We reached the truck, where Jack and I had a drink of water. Then I closed him up in the back of the truck and headed out of the parking lot. It was about 1 PM.

I should mention here that I have a photo of Red Mountain taken from the air. You can see it in the post titled “The Winslow Loop.”

The Drive to Flag

I continued southeast on route 180 toward Flagstaff. There was one spot I wanted to visit along the way — the very picturesque Chapel of the Dove. But when I neared it, I saw that its tiny parking lot was full of cars. I figured they must be doing some kind of memorial service and I didn’t want to intrude. So I kept driving. I’ll stop there another day when there’s no one around.

I did stop alongside the road to take this photo for Miraz. If I’m not mistaken, it’s the same spot a photo on one of her recent blog posts was taken. I’m off the ‘net right now, so I can’t check.

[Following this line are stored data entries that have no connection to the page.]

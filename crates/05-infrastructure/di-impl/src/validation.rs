//! 注入器树的静态校验
//!
//! 不构造任何实例，只检查当前注入器可见的提供者：配方是否完整、必需依赖是否可解析、
//! 依赖之间是否成环。

use crate::injector::Injector;
use di_abstractions::{
    CircularDependencyDetector, DefaultCircularDependencyDetector, DependencyGraphNode,
    LookupScope,
};
use infrastructure_common::{DependencyError, Token};
use std::collections::HashSet;
use tracing::{info, warn};

impl Injector {
    /// 校验从本注入器可见的全部提供者，返回发现的所有问题
    pub fn validate(&self) -> Result<(), Vec<DependencyError>> {
        let mut errors = Vec::new();
        let mut graph = Vec::new();

        for token in self.visible_tokens() {
            let mut dependencies = Vec::new();
            let mut specs = self.collect_providers(&token, LookupScope::Chain);
            // 非多提供者只有最近的一个会被构建
            if !specs.iter().any(|spec| spec.multi) {
                specs.truncate(1);
            }
            for spec in specs {
                let Some(kind) = &spec.kind else {
                    errors.push(DependencyError::InvalidProviderSpec {
                        token: spec.token.clone(),
                    });
                    continue;
                };

                for dependency in &self.descriptor_for(kind) {
                    if dependency.flags.optional {
                        continue;
                    }
                    let lookup = dependency.flags.lookup();
                    if self.collect_providers(&dependency.token, lookup).is_empty() {
                        errors.push(DependencyError::no_provider(&dependency.token));
                    }
                    if self.resolves_on_chain(lookup) {
                        dependencies.push(dependency.token.clone());
                    }
                }
            }

            graph.push(DependencyGraphNode { token, dependencies });
        }

        errors.extend(DefaultCircularDependencyDetector.detect_circular_dependencies(&graph));

        if errors.is_empty() {
            info!("注入器校验通过: {} ({} 个令牌)", self.scope.name, graph.len());
            Ok(())
        } else {
            warn!("注入器校验失败: {} ({} 个问题)", self.scope.name, errors.len());
            Err(errors)
        }
    }

    /// 依赖是否落在本链的同名提供者上；取到父级提供者的 `skip_self` 不构成本链上的环
    fn resolves_on_chain(&self, lookup: LookupScope) -> bool {
        match lookup {
            LookupScope::Chain | LookupScope::SelfOnly => true,
            LookupScope::SkipSelf => self.parent.is_none(),
        }
    }

    /// 本级及祖先注册的令牌，去重后近处在前
    fn visible_tokens(&self) -> Vec<Token> {
        let mut seen = HashSet::new();
        let mut tokens: Vec<Token> = self
            .registered_tokens()
            .into_iter()
            .filter(|token| seen.insert(token.clone()))
            .collect();

        let mut ancestor = self.parent();
        while let Some(injector) = ancestor {
            tokens.extend(
                injector
                    .registered_tokens()
                    .into_iter()
                    .filter(|token| seen.insert(token.clone())),
            );
            ancestor = injector.parent();
        }
        tokens
    }
}

#[cfg(test)]
mod tests {
    use super::*;
    use di_abstractions::{
        provide_existing, provide_factory, provide_value, Dependency, DependencyDescriptor,
        FactoryFn, ProviderSpec,
    };

    fn factory(token: &str, deps: DependencyDescriptor) -> ProviderSpec {
        provide_factory(token, FactoryFn::new(|_| Ok(())), Some(deps))
    }

    #[test]
    fn test_complete_tree_is_valid() {
        let root = Injector::new([provide_value("A", 1_u32)]);
        let child = root.create_child([factory("B", DependencyDescriptor::new(["A"]))]);
        assert!(child.validate().is_ok());
    }

    #[test]
    fn test_missing_required_dependency_is_reported() {
        let injector = Injector::new([
            factory("B", DependencyDescriptor::new(["A"])),
            factory("C", DependencyDescriptor::new([Dependency::new("D").optional()])),
        ]);

        let errors = injector.validate().unwrap_err();
        assert_eq!(errors.len(), 1);
        assert_eq!(errors[0].token().map(ToString::to_string).as_deref(), Some("A"));
    }

    #[test]
    fn test_cycle_and_invalid_spec_are_both_reported() {
        let injector = Injector::new([
            provide_existing("A", "B"),
            factory("B", DependencyDescriptor::new(["A"])),
            ProviderSpec::new("EMPTY"),
        ]);

        let errors = injector.validate().unwrap_err();
        assert!(errors
            .iter()
            .any(|e| matches!(e, DependencyError::CircularDependency { .. })));
        assert!(errors
            .iter()
            .any(|e| matches!(e, DependencyError::InvalidProviderSpec { .. })));
    }

    #[test]
    fn test_skip_self_dependency_is_not_a_cycle() {
        let root = Injector::new([provide_value("LOGGER", "root")]);
        let child = root.create_child([factory(
            "LOGGER",
            DependencyDescriptor::new([Dependency::new("LOGGER").skip_self()]),
        )]);
        assert!(child.validate().is_ok());
    }

    #[test]
    fn test_self_only_dependency_on_itself_is_reported() {
        let injector = Injector::new([factory(
            "A",
            DependencyDescriptor::new([Dependency::new("A").self_only()]),
        )]);

        let errors = injector.validate().unwrap_err();
        assert!(matches!(
            errors.as_slice(),
            [DependencyError::CircularDependency { .. }]
        ));
    }

    #[test]
    fn test_skip_self_on_root_resolves_locally_and_can_cycle() {
        let injector = Injector::new([factory(
            "A",
            DependencyDescriptor::new([Dependency::new("A").skip_self()]),
        )]);
        assert!(injector.validate().is_err());
    }
}
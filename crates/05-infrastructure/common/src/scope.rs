//! 注入器作用域标识

/// 作用域
///
/// 每个注入器持有一个作用域，用于日志输出和循环依赖检测中区分同名令牌所在的层级。
#[derive(Debug, Clone)]
pub struct Scope {
    pub id: uuid::Uuid,
    pub name: String,
    pub depth: usize,
    pub created_at: chrono::DateTime<chrono::Utc>,
}

impl Scope {
    /// 创建新作用域
    pub fn new(name: impl Into<String>) -> Self {
        Self {
            id: uuid::Uuid::new_v4(),
            name: name.into(),
            depth: 0,
            created_at: chrono::Utc::now(),
        }
    }

    /// 创建根作用域
    pub fn root() -> Self {
        Self::new("root")
    }

    /// 创建子作用域
    pub fn child(&self, name: impl Into<String>) -> Self {
        Self {
            depth: self.depth + 1,
            ..Self::new(format!("{}.{}", self.name, name.into()))
        }
    }
}

impl PartialEq for Scope {
    fn eq(&self, other: &Self) -> bool {
        self.id == other.id
    }
}

impl Eq for Scope {}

Along the way, Route 180 climbs to just over 8,000 feet above sea level. My redneck truck sure didn’t like the elevation. It drove terribly. Even cruise control couldn’t keep up the speed. I’m very glad my trip this summer won’t keep me in the mountains.

Thai Food and Errands

Boy, I sure wish I could remember the name of the Thai restaurant we’ve been eating at in Flagstaff when we’re there. It’s right downtown, across the street from Babbitt’s, with a connecting door to the Hotel Monte Vista. It has the best Pad Thai Noodles I’ve ever had and a really great “combination” soup with a clear broth, rice noodles, chicken, tofu, pork (?), and veggies.

That’s where I went for lunch. I parked the truck in front of the tattoo parlor on Route 66, tied one end of the makeshift leash to Jack’s collar, and walked the two blocks. I tied Jack to a signpost outside the door and went in. After washing my hands three times to get the dirt off them, I settled down for a nice lunch. I only finished half of what they put in front of me, so I took the rest to go. (I’m finishing up the soup now. Yum.)

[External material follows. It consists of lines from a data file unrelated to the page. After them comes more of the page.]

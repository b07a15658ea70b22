//! 令牌解析算法与实例构建
//!
//! 解析总是以调用 `get` 的注入器为准：子依赖、别名都从这个注入器重新解析，
//! 结果也写入这个注入器的缓存，而不是提供者所在注入器的缓存。

use crate::injector::{CacheKey, CacheSlot, Injector};
use di_abstractions::{
    DependencyDescriptor, Instance, LookupScope, ProviderKind, ProviderSpec, Resolution,
    ResolutionFrame, ResolveContext, ResolveOptions, ResolvedArgs, TokenResolver,
};
use infrastructure_common::{DependencyError, DependencyResult, Token};
use std::sync::Arc;
use tracing::{debug, warn};
use uuid::Uuid;

/// 单个作用域贡献的候选提供者
#[derive(Debug)]
pub(crate) struct Level {
    pub(crate) scope_id: Uuid,
    pub(crate) specs: Vec<ProviderSpec>,
}

impl CacheKey {
    /// 由候选层级确定缓存键；没有候选时不缓存
    pub(crate) fn for_levels(token: &Token, levels: &[Level]) -> Option<Self> {
        let nearest = levels.first()?;
        let is_multi = levels.iter().flat_map(|level| &level.specs).any(|spec| spec.multi);
        let slot = if is_multi {
            CacheSlot::Multi {
                nearest: nearest.scope_id,
                farthest: levels.last().map_or(nearest.scope_id, |level| level.scope_id),
            }
        } else {
            CacheSlot::Provider(nearest.scope_id)
        };
        Some(Self {
            token: token.clone(),
            slot,
        })
    }
}

impl Injector {
    pub(crate) fn resolve_token(
        &self,
        token: &Token,
        options: &ResolveOptions,
        context: &mut ResolveContext,
    ) -> DependencyResult<Resolution> {
        let levels = self.collect_levels(token, options.lookup());
        let key = CacheKey::for_levels(token, &levels);

        if let Some(key) = &key {
            let cached = self.cache.get(key).map(|entry| entry.value().clone());
            if let Some(cached) = cached {
                self.count(&self.counters.cache_hits);
                debug!("命中缓存: {} (作用域: {})", token, self.scope.name);
                return Ok(cached);
            }
        }

        self.count(&self.counters.resolutions);
        let frame = ResolutionFrame {
            scope_id: self.scope.id,
            token: token.clone(),
            origin: levels.first().map(|level| level.scope_id),
        };
        let result = context.push_frame(frame).and_then(|()| {
            let result = self.resolve_uncached(token, key, levels, options, context);
            context.pop_frame();
            result
        });

        if result.is_err() {
            self.count(&self.counters.resolution_errors);
        }
        result
    }

    fn resolve_uncached(
        &self,
        token: &Token,
        key: Option<CacheKey>,
        levels: Vec<Level>,
        options: &ResolveOptions,
        context: &mut ResolveContext,
    ) -> DependencyResult<Resolution> {
        let specs: Vec<ProviderSpec> = levels.into_iter().flat_map(|level| level.specs).collect();
        debug!(
            "解析令牌: {} (作用域: {}, 查找范围: {:?}, 候选: {})",
            token,
            self.scope.name,
            options.lookup(),
            specs.len()
        );

        let Some(key) = key else {
            if let Some(default_value) = &options.default_value {
                return Ok(Resolution::Single(Arc::clone(default_value)));
            }
            if options.flags.optional {
                return Ok(Resolution::Absent);
            }
            return Err(DependencyError::no_provider(token));
        };

        if let CacheSlot::Multi { .. } = key.slot {
            let mut instances: Vec<Instance> = Vec::with_capacity(specs.len());
            for spec in &specs {
                instances.extend(self.instantiate(spec, context)?.instances());
            }
            return Ok(self.store(key, Resolution::Multi(instances)));
        }

        let resolution = self.instantiate(&specs[0], context)?;
        Ok(self.store(key, resolution))
    }

    /// 首次写入生效；并发下后到者返回已缓存的值
    fn store(&self, key: CacheKey, resolution: Resolution) -> Resolution {
        self.cache.entry(key).or_insert(resolution).value().clone()
    }

    /// 按查找范围收集候选提供者，最近的作用域在前，只保留有注册的层级
    pub(crate) fn collect_levels(&self, token: &Token, lookup: LookupScope) -> Vec<Level> {
        let mut levels = Vec::new();
        let mut push = |injector: &Injector| {
            let specs = injector.registry.get(token);
            if !specs.is_empty() {
                levels.push(Level {
                    scope_id: injector.scope.id,
                    specs: specs.to_vec(),
                });
            }
        };

        match lookup {
            LookupScope::SelfOnly => push(self),
            // 只有根注入器才回退到本级；父注入器已释放时没有候选
            LookupScope::SkipSelf => match (&self.parent, self.parent()) {
                (None, _) => push(self),
                (Some(_), Some(parent)) => push(parent.as_ref()),
                (Some(_), None) => {
                    warn!("父注入器已释放，skip_self 查找 {} 没有候选", token);
                }
            },
            LookupScope::Chain => {
                push(self);
                let mut current = self.parent();
                while let Some(injector) = current {
                    push(injector.as_ref());
                    current = injector.parent();
                }
            }
        }
        levels
    }

    /// 按查找范围收集候选提供者，展平为列表
    pub(crate) fn collect_providers(&self, token: &Token, lookup: LookupScope) -> Vec<ProviderSpec> {
        self.collect_levels(token, lookup)
            .into_iter()
            .flat_map(|level| level.specs)
            .collect()
    }

    /// 构建单个提供者
    fn instantiate(
        &self,
        spec: &ProviderSpec,
        context: &mut ResolveContext,
    ) -> DependencyResult<Resolution> {
        let Some(kind) = &spec.kind else {
            return Err(DependencyError::InvalidProviderSpec {
                token: spec.token.clone(),
            });
        };

        match kind {
            ProviderKind::Value(value) => Ok(Resolution::Single(Arc::clone(value))),
            ProviderKind::Existing(alias) => {
                debug!("别名解析: {} -> {}", spec.token, alias);
                self.resolve(alias, &ResolveOptions::default(), context)
            }
            ProviderKind::Class(class) => {
                let descriptor = self.descriptor_for(kind);
                let args = self.resolve_args(&spec.token, &descriptor, context)?;
                debug!("构造类型: {} ({})", spec.token, class.type_info().name);
                class
                    .construct(&args)
                    .map(Resolution::Single)
                    .map_err(|error| construction_error(&spec.token, error))
            }
            ProviderKind::Factory { factory, .. } => {
                let descriptor = self.descriptor_for(kind);
                let args = self.resolve_args(&spec.token, &descriptor, context)?;
                debug!("调用工厂: {} ({})", spec.token, factory.identity());
                factory
                    .invoke(&args)
                    .map(Resolution::Single)
                    .map_err(|error| construction_error(&spec.token, error))
            }
        }
    }

    /// 提供者的依赖描述符
    ///
    /// 类：内联描述符优先，其次描述符表；工厂：显式依赖、内联描述符、描述符表依次回退。
    /// 别名视为对目标令牌的单个依赖，值没有依赖。
    pub(crate) fn descriptor_for(&self, kind: &ProviderKind) -> DependencyDescriptor {
        match kind {
            ProviderKind::Value(_) => DependencyDescriptor::empty(),
            ProviderKind::Existing(alias) => DependencyDescriptor::new([alias.clone()]),
            ProviderKind::Class(class) => class
                .descriptor()
                .cloned()
                .or_else(|| self.descriptors.descriptor(&class.token()))
                .unwrap_or_default(),
            ProviderKind::Factory { factory, deps } => deps
                .clone()
                .or_else(|| factory.descriptor().cloned())
                .or_else(|| self.descriptors.descriptor(factory.identity()))
                .unwrap_or_default(),
        }
    }

    /// 按参数顺序从左到右解析依赖
    fn resolve_args(
        &self,
        target: &Token,
        descriptor: &DependencyDescriptor,
        context: &mut ResolveContext,
    ) -> DependencyResult<ResolvedArgs> {
        let params = descriptor
            .iter()
            .map(|dependency| {
                let options = ResolveOptions::from_flags(dependency.flags);
                let resolution = self.resolve(&dependency.token, &options, context)?;
                Ok((dependency.token.clone(), resolution))
            })
            .collect::<DependencyResult<Vec<_>>>()?;

        Ok(ResolvedArgs::new(target.clone(), params))
    }
}

/// 依赖错误原样传播，其余错误包装为构建失败
fn construction_error(token: &Token, error: anyhow::Error) -> DependencyError {
    match error.downcast::<DependencyError>() {
        Ok(dependency_error) => dependency_error,
        Err(source) => DependencyError::ConstructionFailure {
            token: token.clone(),
            source: source.into(),
        },
    }
}
//! # 依赖注入具体实现
//!
//! 提供分层注入器、提供者注册表、描述符表以及令牌解析算法的实现。
//!
//! ## 核心类型
//!
//! - [`Injector`] - 作用域树上的注入器节点，持有注册表和单例缓存
//! - [`InjectorBuilder`] - 注入器构建器
//! - [`ProviderRegistry`] - 单个作用域的提供者注册表
//! - [`DescriptorTable`] - 集中登记的依赖描述符表
//!
//! ## 解析规则
//!
//! - 单值令牌取最近作用域的提供者，多提供者令牌按最近优先聚合整条链
//! - 实例缓存在发起解析的注入器上，同一注入器对同一令牌只构建一次
//! - 子依赖和别名从发起解析的注入器重新解析

pub mod descriptors;
pub mod injector;
pub mod registry;
mod resolution;
mod validation;

pub use descriptors::DescriptorTable;
pub use injector::{Injector, InjectorBuilder};
pub use registry::ProviderRegistry;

Afterward, we walked over to the Flagstaff Visitor’s Center to drop off a bunch of Flying M Air brochures. The Visitor’s Center shares space with Amtrack in the original train station right downtown.

Back in the truck, we headed over to the HomeCo Ace Hardware on Butler Road. This is a great hardware store that I’ll take over Home Depot any day. (Having spent much of a summer in the Flagstaff Home Depot, I can assure you that I’m sick of it.) It’s a good-sized place with everything you need and enough floor staff to help you find whatever it is you’re looking for. The True Value Hardware Store in Williams is also very good, although not nearly as big.

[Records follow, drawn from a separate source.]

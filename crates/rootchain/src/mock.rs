//! In-memory root chain following the contract's bookkeeping.

use crate::contract::{ChildBlock, Receipt, Result, RootChain, RootChainConfig, RootChainError};
use plasma_core::{check_membership, Address, Block, Hash, MerkleError, Transaction, MERKLE_DEPTH};
use std::collections::HashMap;
use std::time::{SystemTime, UNIX_EPOCH};
use tracing::{debug, info};

fn current_timestamp() -> u64 {
    SystemTime::now()
        .duration_since(UNIX_EPOCH)
        .map(|d| d.as_secs())
        .unwrap_or(0)
}

/// A root chain living in memory, for tests and local child chains.
///
/// Child blocks are stored at `interval, 2 * interval, ...`. Between two child
/// blocks there is room for `interval - 1` deposit blocks, numbered from
/// `current_child_block - interval + 1` upwards.
#[derive(Debug, Clone)]
pub struct MockRootChain {
    config: RootChainConfig,
    current_child_block: u64,
    current_deposit_block: u64,
    child_chain: HashMap<u64, ChildBlock>,
}

impl MockRootChain {
    pub fn new(config: RootChainConfig) -> Result<Self> {
        if config.child_block_interval == 0 {
            return Err(RootChainError::ZeroInterval);
        }
        Ok(Self {
            current_child_block: config.child_block_interval,
            current_deposit_block: 1,
            child_chain: HashMap::new(),
            config,
        })
    }

    pub fn config(&self) -> &RootChainConfig {
        &self.config
    }

    /// Number the next deposit will be recorded at.
    pub fn next_deposit_block(&self) -> u64 {
        self.current_child_block - self.config.child_block_interval + self.current_deposit_block
    }
}

impl RootChain for MockRootChain {
    fn submit_block(&mut self, sender: Address, root: Hash) -> Result<Receipt> {
        if sender != self.config.operator {
            return Err(RootChainError::NotOperator(sender));
        }

        let block_number = self.current_child_block;
        self.child_chain.insert(
            block_number,
            ChildBlock {
                root,
                timestamp: current_timestamp(),
            },
        );
        self.current_child_block += self.config.child_block_interval;
        self.current_deposit_block = 1;

        info!(block_number, %root, "child block submitted");
        Ok(Receipt {
            block_number,
            root,
            sender,
        })
    }

    fn deposit(&mut self, sender: Address, amount: u128) -> Result<Receipt> {
        if amount == 0 {
            return Err(RootChainError::ZeroDeposit);
        }
        if self.current_deposit_block >= self.config.child_block_interval {
            return Err(RootChainError::DepositWindowFull(self.current_child_block));
        }

        let block_number = self.next_deposit_block();
        let deposit = Transaction::deposit(sender, amount);
        let root = Block::with_transactions(vec![deposit], block_number).root()?;
        self.child_chain.insert(
            block_number,
            ChildBlock {
                root,
                timestamp: current_timestamp(),
            },
        );
        self.current_deposit_block += 1;

        debug!(block_number, %sender, amount, "deposit recorded");
        Ok(Receipt {
            block_number,
            root,
            sender,
        })
    }

    fn current_child_block(&self) -> u64 {
        self.current_child_block
    }

    fn current_deposit_block(&self) -> u64 {
        self.current_deposit_block
    }

    fn child_chain(&self, blknum: u64) -> Option<ChildBlock> {
        self.child_chain.get(&blknum).copied()
    }

    fn check_inclusion(
        &self,
        blknum: u64,
        txindex: usize,
        leaf: &Hash,
        proof: &[u8],
    ) -> Result<bool> {
        let child = self
            .child_chain
            .get(&blknum)
            .ok_or(RootChainError::UnknownBlock(blknum))?;
        if proof.len() != 32 * MERKLE_DEPTH {
            return Err(MerkleError::InvalidProofLength(proof.len()).into());
        }
        Ok(check_membership(leaf, txindex, &child.root, proof)?)
    }
}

Although I was tempted to hit the Barnes and Nobel Bookstore on Route 66, I talked myself out of it. Instead, we hopped right on I-40 and headed west.

I did make one more stop before returning to the mesa: Dairy Queen in downtown Williams. They make the best hot fudge sundae. Even a small one!

Why It Was a Great Day

Now this day may seem pretty ordinary to you. A bunch of errands, a hike, and lunch out. Big deal.

But I enjoyed the whole day immensely — perhaps more than I should have. And knowing that I enjoyed it so much made me enjoy it even more.

Perhaps one of the things that made it so enjoyable was my choice of listening material for the long drives. (I did, after all, drive well over 100 miles today.) I had my iPod plugged in via cassette tape adapter thingie and was listening to podcasts. I was alone, so I didn’t have to worry about missing what was being said because of conversation. The podcasts I listened to — Point of Inquiry — gave me something to really think about. I like getting thoughtful input.

Another thing that contributed to the good day might have been my complete lack of schedule. I had a list of things I wanted to do and plenty of time to do them all. I didn’t need to be someplace — or back at the mesa — at a specific time. So there was no stress, no rush. Very relaxing.

Now I’m back on the mesa, relaxing in our camping shed. Outside, the wind is absolutely howling — they forecast winds 25 to 35 mph with gust up to 50 mph. My windsock is stuck straight out as if starched. Occasionally, the building shakes. But its cosy and safe in here with music on the radio and sunlight coming in through the windows.

And I have leftover pad Thai noodles for dinner.